Problem statement: Provide an exact copy of the lines from the beginning of the records through the line that includes "carry a prefix.", and of no others.
Given information Block Start
//! Bearer credential resolution.
//!
//! The broker accepts either a freshly minted OIDC identity token or, for
//! older deployments, the job's own `GITHUB_TOKEN`. Only server-to-server
//! app tokens are acceptable in the latter case.

use crate::oidc;
use credex_core::{Error, PipelineFacts, PipelineHost, Result, Secret};
use tracing::debug;

const REMEDIATION: &str =
    "`github-token` must be `${{ github.token }}` or `${{ secrets.GITHUB_TOKEN }}`.";

/// Token families distinguishable by their four-character prefix.
#[derive(Debug, Clone, Copy, PartialEq, Eq)]
pub enum TokenClass {
    /// `ghp_`
    PersonalAccess,
    /// `gho_`
    OAuthAccess,
    /// `ghu_`
    UserToServer,
    /// `ghs_`
    ServerToServer,
    /// `ghr_`
    Refresh,
    /// No recognised prefix; most likely an old-format personal access token.
    Unknown,
}

impl TokenClass {
    /// Classify a token by prefix. Returns `None` when the token is too short
    /// to carry a prefix.
    pub fn detect(token: &str) -> Option<Self> {
        if token.chars().count() < 4 {
            return None;
        }
        let class = match token.get(..4) {
            Some("ghp_") => TokenClass::PersonalAccess,
            Some("gho_") => TokenClass::OAuthAccess,
            Some("ghu_") => TokenClass::UserToServer,
            Some("ghs_") => TokenClass::ServerToServer,
            Some("ghr_") => TokenClass::Refresh,
            _ => TokenClass::Unknown,
        };
        Some(class)
    }

    fn description(self) -> &'static str {
        match self {
            TokenClass::PersonalAccess | TokenClass::Unknown => "Personal Access Token",
            TokenClass::OAuthAccess => "OAuth Access token",
            TokenClass::UserToServer => "GitHub App user-to-server token",
            TokenClass::ServerToServer => "GitHub App server-to-server token",
            TokenClass::Refresh => "GitHub App refresh token",
        }
    }
}

/// Check that a caller-supplied token is the job's own `GITHUB_TOKEN`.
pub fn validate_github_token(token: &str) -> Result<()> {
    match TokenClass::detect(token) {
        None => Err(Error::InvalidToken(
            "GITHUB_TOKEN has invalid format".to_string(),
        )),
        Some(TokenClass::ServerToServer) => Ok(()),
        Some(class) => Err(Error::InvalidToken(format!(
            "GITHUB_TOKEN looks like {}. {}",
            class.description(),
            REMEDIATION
        ))),
    }
}

/// The credential placed in the broker request's `Authorization` header.
#[derive(Debug, Clone)]
pub enum Bearer {
    /// OIDC token minted by the runner for the requested audience.
    IdToken(Secret),
    /// Validated workflow token (legacy brokers).
    WorkflowToken(Secret),
}

impl Bearer {
    pub fn secret(&self) -> &Secret {
        match self {
            Bearer::IdToken(token) | Bearer::WorkflowToken(token) => token,
        }
    }
}

/// Decide which credential to present to the broker.
///
/// Prefers an OIDC token whenever the runner can mint one. Falls back to the
/// supplied workflow token otherwise. With neither available a warning is
/// emitted and minting is attempted anyway, surfacing the runner's error.
pub async fn resolve_bearer(
    client: &reqwest::Client,
    facts: &PipelineFacts,
    audience: &str,
    github_token: Option<&Secret>,
    host: &dyn PipelineHost,
) -> Result<Bearer> {
    let workflow_token = github_token.filter(|t| !t.is_empty());

    if !facts.is_id_token_available() {
        if let Some(token) = workflow_token {
            validate_github_token(token.expose())?;
            host.info("GitHub Token is available.");
            return Ok(Bearer::WorkflowToken(token.clone()));
        }
        host.warning(
            "OIDC identity token is not available. Add `permissions: id-token: write` to the job.",
        );
    }

    debug!(audience, "Minting identity token");
    let token = oidc::mint_id_token(client, facts.id_token_request.as_ref(), audience).await?;
    host.mask_secret(token.expose());
    host.info(&format!("JWT issued by {} is available.", audience));
    Ok(Bearer::IdToken(token))
}
//! Handing issued credentials to the rest of the job.
//!
//! Every secret is registered with the runner's masker before it is written
//! anywhere else, so no later log line can carry it in clear text.

use crate::providers::BrokerNotice;
use crate::providers::aws::AwsCredentials;
use crate::providers::github_app::GitHubAppCredentials;
use credex_core::{PipelineHost, Result};

/// Output and state key holding the installation token.
pub const TOKEN_KEY: &str = "token";

pub const AWS_ACCESS_KEY_ID: &str = "AWS_ACCESS_KEY_ID";
pub const AWS_SECRET_ACCESS_KEY: &str = "AWS_SECRET_ACCESS_KEY";
pub const AWS_SESSION_TOKEN: &str = "AWS_SESSION_TOKEN";
pub const AWS_REGION: &str = "AWS_REGION";
pub const AWS_DEFAULT_REGION: &str = "AWS_DEFAULT_REGION";

/// Relay the broker's informational message and warning, if any.
pub fn report_notices(host: &dyn PipelineHost, notice: &dyn BrokerNotice) {
    if let Some(message) = notice.message() {
        host.info(message);
    }
    if let Some(warning) = notice.warning() {
        host.warning(warning);
    }
}

/// Publish an installation token as the `token` output and persist it for cleanup.
pub fn publish_github_token(host: &dyn PipelineHost, credentials: &GitHubAppCredentials) -> Result<()> {
    let token = credentials.github_token.expose();
    host.mask_secret(token);
    host.set_output(TOKEN_KEY, token)?;
    host.save_state(TOKEN_KEY, token)?;
    Ok(())
}

/// Export AWS credentials and region to subsequent steps.
pub fn publish_aws_credentials(
    host: &dyn PipelineHost,
    credentials: &AwsCredentials,
    region: &str,
) -> Result<()> {
    let secrets = [
        (AWS_ACCESS_KEY_ID, &credentials.access_key_id),
        (AWS_SECRET_ACCESS_KEY, &credentials.secret_access_key),
        (AWS_SESSION_TOKEN, &credentials.session_token),
    ];

    for (_, value) in &secrets {
        host.mask_secret(value.expose());
    }
    for (name, value) in &secrets {
        host.export_variable(name, value.expose())?;
    }

    host.export_variable(AWS_REGION, region)?;
    host.export_variable(AWS_DEFAULT_REGION, region)?;
    Ok(())
}
//! Issuance flows: resolve identity, call the broker once, publish.

use crate::identity::{self, Bearer};
use crate::payload::{AwsPayload, GitHubAppPayload};
use crate::providers::aws::AwsProvider;
use crate::providers::github_app::{GitHubAppProvider, GitHubAppRequest};
use crate::providers::{BrokerClient, TokenExchangeProvider};
use crate::publish;
use credex_core::{AwsParams, GitHubAppParams, PipelineFacts, PipelineHost, Result};
use tracing::info;

/// Obtain a GitHub App installation token and expose it as the `token` output.
pub async fn issue_github_app_token(
    client: &reqwest::Client,
    params: &GitHubAppParams,
    facts: &PipelineFacts,
    host: &dyn PipelineHost,
) -> Result<()> {
    // Payload first: missing ambient facts abort before any network call.
    let payload = GitHubAppPayload::build(params, facts)?;

    let bearer = identity::resolve_bearer(
        client,
        facts,
        &params.audience,
        params.github_token.as_ref(),
        host,
    )
    .await?;

    let request = match &bearer {
        Bearer::IdToken(_) => GitHubAppRequest::IdToken(payload),
        Bearer::WorkflowToken(token) => {
            GitHubAppRequest::WorkflowToken(payload.with_github_token(token.clone()))
        }
    };

    let provider = GitHubAppProvider::new(
        BrokerClient::new(client.clone()),
        &params.provider_endpoint,
        request,
    );
    let credentials = provider.exchange(bearer.secret()).await?.into_result()?;

    publish::report_notices(host, &credentials);
    publish::publish_github_token(host, &credentials)?;

    info!("GitHub App installation token issued");
    Ok(())
}

/// Obtain temporary AWS credentials and export them to the job.
pub async fn assume_aws_role(
    client: &reqwest::Client,
    params: &AwsParams,
    facts: &PipelineFacts,
    host: &dyn PipelineHost,
) -> Result<()> {
    params.validate()?;
    let mut payload = AwsPayload::build(params, facts)?;

    let bearer = identity::resolve_bearer(
        client,
        facts,
        &params.audience,
        params.github_token.as_ref(),
        host,
    )
    .await?;

    if let Bearer::WorkflowToken(token) = &bearer {
        payload.github_token = Some(token.clone());
    }

    let provider = AwsProvider::new(
        BrokerClient::new(client.clone()),
        &params.provider_endpoint,
        payload,
    );
    let credentials = provider.exchange(bearer.secret()).await?.into_result()?;

    publish::report_notices(host, &credentials);
    publish::publish_aws_credentials(host, &credentials, &params.region)?;

    info!(role_arn = %params.role_to_assume, "AWS role assumed");
    Ok(())
}
//! OIDC identity token minting through the runner.

use credex_core::facts::ACTIONS_ID_TOKEN_REQUEST_URL;
use credex_core::{Error, IdTokenRequest, Result, Secret};
use reqwest::header::ACCEPT;
use serde::Deserialize;
use tracing::debug;
use url::Url;

#[derive(Debug, Deserialize)]
struct IdTokenResponse {
    value: Option<String>,
}

/// Build the token request URL for `audience`.
pub fn id_token_url(base: &str, audience: &str) -> Result<Url> {
    let mut url = Url::parse(base).map_err(|e| {
        Error::InvalidInput(format!("{} is not a valid URL: {}", ACTIONS_ID_TOKEN_REQUEST_URL, e))
    })?;
    if !audience.is_empty() {
        url.query_pairs_mut().append_pair("audience", audience);
    }
    Ok(url)
}

/// Ask the runner for an identity token scoped to `audience`.
///
/// One request, no retries. Fails with a configuration error when the job
/// was not granted `id-token: write`.
pub async fn mint_id_token(
    client: &reqwest::Client,
    request: Option<&IdTokenRequest>,
    audience: &str,
) -> Result<Secret> {
    let request = request
        .ok_or_else(|| Error::MissingEnvironment(ACTIONS_ID_TOKEN_REQUEST_URL.to_string()))?;
    let url = id_token_url(&request.url, audience)?;

    debug!(url = %url, "Requesting identity token from runner");

    let response = client
        .get(url)
        .bearer_auth(request.token.expose())
        .header(ACCEPT, "application/json")
        .send()
        .await
        .map_err(|e| Error::IdentityToken(e.to_string()))?;

    let status = response.status();
    if !status.is_success() {
        let body = response.text().await.unwrap_or_default();
        return Err(Error::IdentityToken(format!(
            "runner returned {}: {}",
            status.as_u16(),
            body
        )));
    }

    let body: IdTokenResponse = response
        .json()
        .await
        .map_err(|e| Error::IdentityToken(format!("failed to parse response: {}", e)))?;

    body.value
        .filter(|v| !v.is_empty())
        .map(Secret::new)
        .ok_or_else(|| Error::IdentityToken("response did not contain a token".to_string()))
}
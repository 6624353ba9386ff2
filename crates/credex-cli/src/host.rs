//! GitHub Actions runner adapter.
//!
//! Workflow commands go to stdout; environment, output and state values are
//! appended to the files the runner names in `GITHUB_ENV`, `GITHUB_OUTPUT`
//! and `GITHUB_STATE`. Runners too old to provide those files get the
//! equivalent stdout commands instead.

use credex_core::{Error, PipelineHost, Result};
use std::cell::RefCell;
use std::collections::HashMap;
use std::fs::OpenOptions;
use std::io::{self, Write};
use std::path::{Path, PathBuf};

const STATE_PREFIX: &str = "STATE_";

/// File commands understood by the runner.
#[derive(Debug, Clone, Copy, PartialEq, Eq)]
enum FileCommand {
    Env,
    Output,
    State,
}

impl FileCommand {
    fn command_name(self) -> &'static str {
        match self {
            FileCommand::Env => "set-env",
            FileCommand::Output => "set-output",
            FileCommand::State => "save-state",
        }
    }
}

/// [`PipelineHost`] backed by the GitHub Actions runner protocol.
pub struct GitHubActionsHost<W: Write = io::Stdout> {
    out: RefCell<W>,
    env_file: Option<PathBuf>,
    output_file: Option<PathBuf>,
    state_file: Option<PathBuf>,
    state: HashMap<String, String>,
}

impl GitHubActionsHost<io::Stdout> {
    /// Build from the runner-provided environment.
    pub fn from_env() -> Self {
        let file = |name: &str| {
            std::env::var_os(name)
                .filter(|v| !v.is_empty())
                .map(PathBuf::from)
        };
        let state = saved_state(std::env::vars());

        Self::new(
            io::stdout(),
            file("GITHUB_ENV"),
            file("GITHUB_OUTPUT"),
            file("GITHUB_STATE"),
            state,
        )
    }
}

impl<W: Write> GitHubActionsHost<W> {
    pub fn new(
        out: W,
        env_file: Option<PathBuf>,
        output_file: Option<PathBuf>,
        state_file: Option<PathBuf>,
        state: HashMap<String, String>,
    ) -> Self {
        Self {
            out: RefCell::new(out),
            env_file,
            output_file,
            state_file,
            state,
        }
    }

    /// Report the step as failed.
    pub fn set_failed(&self, message: &str) {
        self.command("error", None, message);
    }

    #[cfg(test)]
    pub fn into_inner(self) -> W {
        self.out.into_inner()
    }

    fn line(&self, text: &str) {
        // Nothing sensible can be done when stdout itself is gone.
        let _ = writeln!(self.out.borrow_mut(), "{}", text);
    }

    fn command(&self, name: &str, property: Option<(&str, &str)>, message: &str) {
        let props = match property {
            Some((key, value)) => format!(" {}={}", key, escape_property(value)),
            None => String::new(),
        };
        self.line(&format!("::{}{}::{}", name, props, escape_data(message)));
    }

    fn file_command(&self, kind: FileCommand, name: &str, value: &str) -> Result<()> {
        let path = match kind {
            FileCommand::Env => &self.env_file,
            FileCommand::Output => &self.output_file,
            FileCommand::State => &self.state_file,
        };

        match path {
            Some(path) => append_key_value(path, name, value),
            None => {
                self.command(kind.command_name(), Some(("name", name)), value);
                Ok(())
            }
        }
    }
}

impl<W: Write> PipelineHost for GitHubActionsHost<W> {
    fn mask_secret(&self, value: &str) {
        self.command("add-mask", None, value);
    }

    fn export_variable(&self, name: &str, value: &str) -> Result<()> {
        self.file_command(FileCommand::Env, name, value)
    }

    fn set_output(&self, name: &str, value: &str) -> Result<()> {
        self.file_command(FileCommand::Output, name, value)
    }

    fn save_state(&self, name: &str, value: &str) -> Result<()> {
        self.file_command(FileCommand::State, name, value)
    }

    fn get_state(&self, name: &str) -> Option<String> {
        self.state.get(name).cloned()
    }

    fn info(&self, message: &str) {
        self.line(message);
    }

    fn warning(&self, message: &str) {
        self.command("warning", None, message);
    }
}

/// Values saved by the main phase, exposed to the post phase as `STATE_<name>`.
fn saved_state(vars: impl Iterator<Item = (String, String)>) -> HashMap<String, String> {
    vars.filter_map(|(k, v)| k.strip_prefix(STATE_PREFIX).map(|n| (n.to_string(), v)))
        .collect()
}

/// Append `name<<delimiter\nvalue\ndelimiter\n` to a runner command file.
fn append_key_value(path: &Path, name: &str, value: &str) -> Result<()> {
    let delimiter = format!("ghadelimiter_{}", uuid::Uuid::new_v4());
    if name.contains(&delimiter) || value.contains(&delimiter) {
        return Err(Error::Other(format!(
            "unexpected input: value for `{}` contains the delimiter",
            name
        )));
    }

    let mut file = OpenOptions::new().append(true).create(true).open(path)?;
    write!(file, "{}<<{}\n{}\n{}\n", name, delimiter, value, delimiter)?;
    Ok(())
}

fn escape_data(s: &str) -> String {
    s.replace('%', "%25").replace('\r', "%0D").replace('\n', "%0A")
}

fn escape_property(s: &str) -> String {
    escape_data(s).replace(':', "%3A").replace(',', "%2C")
}
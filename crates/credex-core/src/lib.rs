//! credex Core
//!
//! Core domain types, traits, and error handling for credex.
//! This crate has minimal dependencies and defines the shared vocabulary
//! used by the exchange logic and the command-line front end.

pub mod error;
pub mod facts;
pub mod params;
pub mod ports;
pub mod secrets;

pub use error::{Error, Result};
pub use facts::{IdTokenRequest, PipelineFacts};
pub use params::{AwsParams, GitHubAppParams};
pub use ports::PipelineHost;
pub use secrets::Secret;
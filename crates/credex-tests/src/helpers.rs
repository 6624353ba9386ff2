//! Test helper functions and utilities.

use credex_core::{PipelineHost, Result};
use std::cell::RefCell;
use std::collections::HashMap;

/// A single interaction with the runner, in the order it happened.
#[derive(Debug, Clone, PartialEq, Eq)]
pub enum HostEvent {
    Mask(String),
    Export(String, String),
    Output(String, String),
    State(String, String),
    Info(String),
    Warning(String),
}

/// In-memory [`PipelineHost`] recording every call.
#[derive(Debug, Default)]
pub struct RecordingHost {
    events: RefCell<Vec<HostEvent>>,
    state: HashMap<String, String>,
}

impl RecordingHost {
    pub fn new() -> Self {
        Self::default()
    }

    /// Host whose saved state already holds `name = value`.
    pub fn with_state(name: &str, value: &str) -> Self {
        Self {
            events: RefCell::default(),
            state: HashMap::from([(name.to_string(), value.to_string())]),
        }
    }

    pub fn events(&self) -> Vec<HostEvent> {
        self.events.borrow().clone()
    }

    pub fn masked(&self) -> Vec<String> {
        self.filter(|e| match e {
            HostEvent::Mask(v) => Some(v.clone()),
            _ => None,
        })
    }

    pub fn exports(&self) -> Vec<(String, String)> {
        self.filter(|e| match e {
            HostEvent::Export(k, v) => Some((k.clone(), v.clone())),
            _ => None,
        })
    }

    pub fn outputs(&self) -> Vec<(String, String)> {
        self.filter(|e| match e {
            HostEvent::Output(k, v) => Some((k.clone(), v.clone())),
            _ => None,
        })
    }

    pub fn saved_state(&self) -> Vec<(String, String)> {
        self.filter(|e| match e {
            HostEvent::State(k, v) => Some((k.clone(), v.clone())),
            _ => None,
        })
    }

    pub fn infos(&self) -> Vec<String> {
        self.filter(|e| match e {
            HostEvent::Info(m) => Some(m.clone()),
            _ => None,
        })
    }

    pub fn warnings(&self) -> Vec<String> {
        self.filter(|e| match e {
            HostEvent::Warning(m) => Some(m.clone()),
            _ => None,
        })
    }

    /// Position of the first event matching `pred`.
    pub fn position(&self, pred: impl Fn(&HostEvent) -> bool) -> Option<usize> {
        self.events.borrow().iter().position(pred)
    }

    fn filter<T>(&self, f: impl Fn(&HostEvent) -> Option<T>) -> Vec<T> {
        self.events.borrow().iter().filter_map(f).collect()
    }

    fn record(&self, event: HostEvent) {
        self.events.borrow_mut().push(event);
    }
}

impl PipelineHost for RecordingHost {
    fn mask_secret(&self, value: &str) {
        self.record(HostEvent::Mask(value.to_string()));
    }

    fn export_variable(&self, name: &str, value: &str) -> Result<()> {
        self.record(HostEvent::Export(name.to_string(), value.to_string()));
        Ok(())
    }

    fn set_output(&self, name: &str, value: &str) -> Result<()> {
        self.record(HostEvent::Output(name.to_string(), value.to_string()));
        Ok(())
    }

    fn save_state(&self, name: &str, value: &str) -> Result<()> {
        self.record(HostEvent::State(name.to_string(), value.to_string()));
        Ok(())
    }

    fn get_state(&self, name: &str) -> Option<String> {
        self.state.get(name).cloned()
    }

    fn info(&self, message: &str) {
        self.record(HostEvent::Info(message.to_string()));
    }

    fn warning(&self, message: &str) {
        self.record(HostEvent::Warning(message.to_string()));
    }
}

/// Create an HTTP client for testing.
pub fn test_client() -> reqwest::Client {
    reqwest::Client::builder()
        .timeout(std::time::Duration::from_secs(30))
        .build()
        .expect("Failed to create test client")
}
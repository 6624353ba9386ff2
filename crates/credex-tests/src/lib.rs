//! Integration test infrastructure for credex.
//!
//! Tests run the full issuance and cleanup flows against a wiremock server
//! standing in for both the runner's OIDC endpoint and the credential broker.
//!
//! # Usage
//!
//! ```ignore
//! use credex_tests::TestContext;
//!
//! #[tokio::test]
//! async fn test_something() {
//!     let ctx = TestContext::new().await;
//!     // Use ctx.server, ctx.host, ctx.facts(), etc.
//! }
//! ```

pub mod context;
pub mod fixtures;
pub mod helpers;

pub use context::TestContext;
pub use fixtures::*;
pub use helpers::*;

/// Initialize test logging (call once per test binary).
pub fn init_test_logging() {
    use tracing_subscriber::{EnvFilter, fmt};

    let _ = fmt()
        .with_env_filter(
            EnvFilter::try_from_default_env()
                .unwrap_or_else(|_| EnvFilter::new("warn,credex_auth=debug")),
        )
        .with_test_writer()
        .try_init();
}
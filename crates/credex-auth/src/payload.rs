//! Broker request bodies.

use credex_core::{AwsParams, GitHubAppParams, PipelineFacts, Result, Secret};
use serde::Serialize;

/// Request for a GitHub App installation token, authenticated by OIDC.
#[derive(Debug, Clone, Serialize, PartialEq, Eq)]
pub struct GitHubAppPayload {
    pub api_url: String,
    pub repository: String,
    pub sha: String,
    pub repositories: Vec<String>,
}

/// Request for a GitHub App installation token, authenticated by the
/// workflow token embedded in the body.
#[derive(Debug, Clone, Serialize, PartialEq, Eq)]
pub struct LegacyGitHubAppPayload {
    pub github_token: Secret,
    pub api_url: String,
    pub repository: String,
    pub sha: String,
}

/// Request for temporary AWS credentials.
#[derive(Debug, Clone, Serialize, PartialEq, Eq)]
pub struct AwsPayload {
    #[serde(skip_serializing_if = "Option::is_none")]
    pub github_token: Option<Secret>,
    pub role_to_assume: String,
    pub role_session_name: String,
    pub duration_seconds: u32,
    pub api_url: String,
    pub repository: String,
    pub use_node_id: bool,
    pub obfuscate_repository: String,
    pub sha: String,
    pub role_session_tagging: bool,
    pub run_id: String,
    pub workflow: String,
    pub actor: String,
    pub branch: String,
}

impl GitHubAppPayload {
    pub fn build(params: &GitHubAppParams, facts: &PipelineFacts) -> Result<Self> {
        Ok(Self {
            api_url: facts.api_url().to_string(),
            repository: facts.repository()?.to_string(),
            sha: facts.sha()?.to_string(),
            repositories: params.repositories.clone(),
        })
    }

    /// Convert into the body understood by brokers that authenticate with
    /// the workflow token. Those brokers scope the token to the calling
    /// repository only.
    pub fn with_github_token(self, github_token: Secret) -> LegacyGitHubAppPayload {
        LegacyGitHubAppPayload {
            github_token,
            api_url: self.api_url,
            repository: self.repository,
            sha: self.sha,
        }
    }
}

impl AwsPayload {
    pub fn build(params: &AwsParams, facts: &PipelineFacts) -> Result<Self> {
        Ok(Self {
            github_token: None,
            role_to_assume: params.role_to_assume.clone(),
            role_session_name: params.role_session_name.clone(),
            duration_seconds: params.duration_seconds,
            api_url: facts.api_url().to_string(),
            repository: facts.repository()?.to_string(),
            use_node_id: params.use_node_id,
            obfuscate_repository: params.obfuscate_repository.clone(),
            sha: facts.sha()?.to_string(),
            role_session_tagging: params.role_session_tagging,
            run_id: facts.run_id()?.to_string(),
            workflow: facts.workflow()?.to_string(),
            actor: facts.actor()?.to_string(),
            branch: facts.branch().to_string(),
        })
    }
}

/// Split a whitespace separated repository list. Empty or absent input
/// yields no repositories.
pub fn parse_repositories(input: Option<&str>) -> Vec<String> {
    input
        .map(|s| s.split_whitespace().map(str::to_string).collect())
        .unwrap_or_default()
}
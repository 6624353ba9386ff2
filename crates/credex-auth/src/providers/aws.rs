//! AWS role assumption through the broker.

use super::{BrokerClient, BrokerNotice, BrokerResponse, ProviderError, TokenExchangeProvider};
use crate::payload::AwsPayload;
use async_trait::async_trait;
use credex_core::Secret;
use serde::Deserialize;
use tracing::debug;

/// Temporary AWS credentials issued by the broker.
#[derive(Debug, Clone, PartialEq, Eq, Deserialize)]
pub struct AwsCredentials {
    pub access_key_id: Secret,
    pub secret_access_key: Secret,
    pub session_token: Secret,
    pub message: Option<String>,
    pub warning: Option<String>,
}

impl BrokerNotice for AwsCredentials {
    fn message(&self) -> Option<&str> {
        self.message.as_deref()
    }

    fn warning(&self) -> Option<&str> {
        self.warning.as_deref()
    }
}

/// AWS assume-role broker.
pub struct AwsProvider {
    endpoint: String,
    payload: AwsPayload,
    broker: BrokerClient,
}

impl AwsProvider {
    pub fn new(broker: BrokerClient, endpoint: impl Into<String>, payload: AwsPayload) -> Self {
        Self {
            endpoint: endpoint.into(),
            payload,
            broker,
        }
    }
}

#[async_trait]
impl TokenExchangeProvider for AwsProvider {
    type Credentials = AwsCredentials;

    async fn exchange(
        &self,
        bearer: &Secret,
    ) -> Result<BrokerResponse<AwsCredentials>, ProviderError> {
        debug!(role_arn = %self.payload.role_to_assume, "Exchanging bearer token for AWS credentials");
        self.broker.post(&self.endpoint, &self.payload, bearer).await
    }
}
Given information Block End
Result of this task:
//! Bearer credential resolution.
//!
//! The broker accepts either a freshly minted OIDC identity token or, for
//! older deployments, the job's own `GITHUB_TOKEN`. Only server-to-server
//! app tokens are acceptable in the latter case.

use crate::oidc;
use credex_core::{Error, PipelineFacts, PipelineHost, Result, Secret};
use tracing::debug;

const REMEDIATION: &str =
    "`github-token` must be `${{ github.token }}` or `${{ secrets.GITHUB_TOKEN }}`.";

/// Token families distinguishable by their four-character prefix.
#[derive(Debug, Clone, Copy, PartialEq, Eq)]
pub enum TokenClass {
    /// `ghp_`
    PersonalAccess,
    /// `gho_`
    OAuthAccess,
    /// `ghu_`
    UserToServer,
    /// `ghs_`
    ServerToServer,
    /// `ghr_`
    Refresh,
    /// No recognised prefix; most likely an old-format personal access token.
    Unknown,
}

impl TokenClass {
    /// Classify a token by prefix. Returns `None` when the token is too short
    /// to carry a prefix.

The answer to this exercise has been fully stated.